Stopping only to pull on a pair of shorts, he turned the handle. The door was unlocked. Stepping outside, he found her huddled up in the fleece blanket on the bench in front of the shelter.
The chill of the breeze hit him immediately. Not all the storm clouds had disappeared but right above Aliana Island they had cleared enough to reveal a black night sky alight with stars.
She turned her face to him. Under the glow of the outside light he could see her desolation.
'It's three o'clock,' he said gently, crouching down to her height, noting that she'd taken the padded mats off the dining table chairs and placed them along the bench to sit on.
She nodded, blinking rapidly. She cleared her throat. 'I needed some air. I'll come back in if the wind picks up any more.'
She isn't a child, he reminded himself. If she wanted to sit out in the cold wind, then that was her business. But the look on her face reminded him of a child. Emily looked lost.
He sat next to her, thankful for the mats she'd placed on the bench.
At first she didn't acknowledge him, simply kept her deadened gaze on the starry sky.
After long moments of silence, she opened her mouth. 'When I was a little girl, my mum told me the stars were our dead ancestors looking down on us.'
'That's a nice thing to believe,' he answered carefully.
'I want it to be true. I want to believe she's up there looking over us all.' She hugged the blanket tighter around herself. 'You know you asked me why I went into fashion?'
He nodded, a pointless gesture with her eyes still staring upwards.

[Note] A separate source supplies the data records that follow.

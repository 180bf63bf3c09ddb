use std::collections::BTreeMap;

use log::{debug, trace};

use crate::error::{CdError, Result};
use crate::timecode::AbsoluteTime;

use super::model::{Candidate, Track};

/// Length of the data tracks inserted for missing track numbers.
pub const PLACEHOLDER_SECONDS: u32 = 2;

/// Highest track number an audio CD can carry.
pub const MAX_TRACKS: u32 = 99;

/// The immutable track layout of the virtual disc. Track numbers are `1..=len()`.
#[derive(Debug, Default)]
pub struct TrackCatalogue {
    tracks: Vec<Track>,
    // Returned for out-of-range lookups so queries never grow the catalogue.
    invalid: Track,
}

impl TrackCatalogue {
    /// Build the catalogue from discovered candidates.
    ///
    /// Candidates without a track number in `1..=MAX_TRACKS` or a recognized
    /// codec are dropped. A later candidate with the same number replaces an earlier one.
    pub fn build<I>(candidates: I) -> Self
    where
        I: IntoIterator<Item = Candidate>,
    {
        let mut found: BTreeMap<u32, Track> = BTreeMap::new();

        for candidate in candidates {
            let Some(number) = candidate
                .number
                .and_then(|n| u32::try_from(n).ok())
                .filter(|n| (1..=MAX_TRACKS).contains(n))
            else {
                trace!("skipping {:?}: no usable track number", candidate.path);
                continue;
            };
            let Some(probe) = candidate.probe else {
                trace!("skipping {:?}: unknown format", candidate.path);
                continue;
            };
            trace!("track {number}: {:?} ({}s)", candidate.path, probe.duration);
            found.insert(number, Track::audio(candidate.path, probe));
        }

        let count = found.keys().next_back().copied().unwrap_or(0);
        let mut tracks = Vec::with_capacity(count as usize);
        let mut position = 0u32;

        for number in 1..=count {
            let mut track = found.remove(&number).unwrap_or_else(|| {
                trace!("track {number}: data track");
                Track {
                    duration: PLACEHOLDER_SECONDS,
                    ..Track::default()
                }
            });
            track.position = position;
            position = position.saturating_add(track.duration);
            tracks.push(track);
        }

        debug!("found {count} tracks, {position}s total");

        Self {
            tracks,
            invalid: Track::default(),
        }
    }

    /// Number of tracks, `N`.
    pub fn len(&self) -> u32 {
        self.tracks.len() as u32
    }

    pub fn is_empty(&self) -> bool {
        self.tracks.is_empty()
    }

    pub fn is_valid(&self, number: u32) -> bool {
        number >= 1 && number <= self.len()
    }

    /// Track `number`, or an empty non-audio track when out of range.
    pub fn get(&self, number: u32) -> &Track {
        if self.is_valid(number) {
            &self.tracks[number as usize - 1]
        } else {
            &self.invalid
        }
    }

    pub fn last(&self) -> Result<&Track> {
        self.tracks.last().ok_or(CdError::EmptyCatalogue)
    }

    pub fn is_audio(&self, number: u32) -> bool {
        self.is_valid(number) && self.get(number).is_audio()
    }

    /// Length of the whole disc: start of the last track plus its length.
    pub fn total_seconds(&self) -> Result<u32> {
        let last = self.last()?;
        Ok(last.position.saturating_add(last.duration))
    }

    /// Map a whole-disc offset onto a track.
    ///
    /// Picks the first track whose start is at or after `time.seconds` and
    /// reports the distance from the offset to that start. Offsets past the
    /// last track start clamp to the last track with its full length.
    pub fn to_track_time(&self, time: AbsoluteTime) -> Result<AbsoluteTime> {
        for (number, track) in self.iter() {
            if track.position >= time.seconds {
                return Ok(AbsoluteTime::new(number, track.position - time.seconds));
            }
        }

        let last = self.last()?;
        Ok(AbsoluteTime::new(self.len(), last.duration))
    }

    /// Tracks with their numbers, in ascending order.
    pub fn iter(&self) -> impl Iterator<Item = (u32, &Track)> {
        self.tracks
            .iter()
            .enumerate()
            .map(|(i, t)| (i as u32 + 1, t))
    }
}
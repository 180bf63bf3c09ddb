//! The device-command protocol surface.
//!
//! Requests addressed to the virtual drive are handled by [`Dispatcher`];
//! everything else is passed through to the real driver. All traffic,
//! including asynchronous engine events, is serialized behind one
//! [`SharedDispatcher`] lock.

pub mod codes;
mod command;
mod dispatch;
mod shared;

pub use crate::device::{NotificationKind, NotifyTarget, SeekTarget, StatusItem};
pub use codes::DEVICE_ID;
pub use command::{Command, DeviceType, OpenParams, Request};
pub use dispatch::{AuxCaps, Dispatcher, EngineFactory, NoDriver, Notifier, Passthrough};
pub use shared::{SharedDispatcher, into_shared, lock, send_command, spawn_event_pump};
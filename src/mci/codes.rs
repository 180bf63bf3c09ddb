//! Native constants of the multimedia command interface that a cdaudio
//! driver reads or returns.

pub const MMSYSERR_NOERROR: u32 = 0;
pub const MMSYSERR_BADDEVICEID: u32 = 2;
pub const MMSYSERR_INVALPARAM: u32 = 11;

pub const MCIERR_INVALID_DEVICE_ID: u32 = 257;
pub const MCIERR_UNRECOGNIZED_COMMAND: u32 = 261;
pub const MCIERR_HARDWARE: u32 = 262;
pub const MCIERR_INVALID_DEVICE_NAME: u32 = 263;
pub const MCIERR_DEVICE_OPEN: u32 = 265;
pub const MCIERR_OUTOFRANGE: u32 = 282;
pub const MCIERR_MISSING_PARAMETER: u32 = 417;

/// Identifier handed out by a successful open of the virtual drive.
pub const DEVICE_ID: u32 = 0xCDFA_CADE;

pub const MCI_DEVTYPE_CD_AUDIO: u32 = 516;

pub const MCI_STATUS_LENGTH: u32 = 0x01;
pub const MCI_STATUS_POSITION: u32 = 0x02;
pub const MCI_STATUS_NUMBER_OF_TRACKS: u32 = 0x03;
pub const MCI_STATUS_MODE: u32 = 0x04;
pub const MCI_STATUS_MEDIA_PRESENT: u32 = 0x05;
pub const MCI_STATUS_TIME_FORMAT: u32 = 0x06;
pub const MCI_STATUS_READY: u32 = 0x07;
pub const MCI_STATUS_CURRENT_TRACK: u32 = 0x08;
pub const MCI_STATUS_START: u32 = 0x200;
pub const MCI_CDA_STATUS_TYPE_TRACK: u32 = 0x4001;

pub const MCI_MODE_STOP: u32 = 525;
pub const MCI_MODE_PLAY: u32 = 526;
pub const MCI_MODE_PAUSE: u32 = 529;

pub const MCI_CDA_TRACK_AUDIO: u32 = 1088;
pub const MCI_CDA_TRACK_OTHER: u32 = 1089;

pub const MCI_NOTIFY_SUCCESSFUL: u32 = 0x01;
pub const MCI_NOTIFY_ABORTED: u32 = 0x04;

// aux device capabilities
pub const MM_CREATIVE: u16 = 2;
pub const MM_CREATIVE_AUX_CD: u16 = 401;
pub const AUXCAPS_CDAUDIO: u16 = 1;
pub const AUXCAPS_VOLUME: u32 = 0x0001;

/// Symbolic name of a result code.
pub fn name(code: u32) -> &'static str {
    match code {
        MMSYSERR_NOERROR => "MMSYSERR_NOERROR",
        MMSYSERR_BADDEVICEID => "MMSYSERR_BADDEVICEID",
        MMSYSERR_INVALPARAM => "MMSYSERR_INVALPARAM",
        MCIERR_INVALID_DEVICE_ID => "MCIERR_INVALID_DEVICE_ID",
        MCIERR_UNRECOGNIZED_COMMAND => "MCIERR_UNRECOGNIZED_COMMAND",
        MCIERR_HARDWARE => "MCIERR_HARDWARE",
        MCIERR_INVALID_DEVICE_NAME => "MCIERR_INVALID_DEVICE_NAME",
        MCIERR_DEVICE_OPEN => "MCIERR_DEVICE_OPEN",
        MCIERR_OUTOFRANGE => "MCIERR_OUTOFRANGE",
        MCIERR_MISSING_PARAMETER => "MCIERR_MISSING_PARAMETER",
        _ => "unknown error",
    }
}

'It was because of her. It was a way to spend time with her, just me. She loved us all but so much of her time was spent managing Dad's depression and trying to limit its impact on me and James that sometimes it was hard to get her to myself. We'd hole ourselves up in her study and design and make our own clothing. I kept trying to talk her into going to my old fashion college as a mature student, but she kept putting it off, saying she would do it one day. And now it's too late. She'll never do it. All the dreams she had...all gone.'
'When did she die?'
'Three months ago.'
The jolt this information gave him felt like a physical blow.
Three months?
That meant Malcolm Richardson had lost his wife only weeks before the money had gone missing...
He lost his train of thought when he felt her slump beside him, saw her drop forward to wrap her arms around her knees and bury her face.
For too long he stared at her shaking body before placing a hand on her back.
She shuddered. He thought she was going to shrug off his ineffectual attempt at comfort; instead she twisted into him, placing her head on his chest as she sobbed, her tears falling onto his naked skin.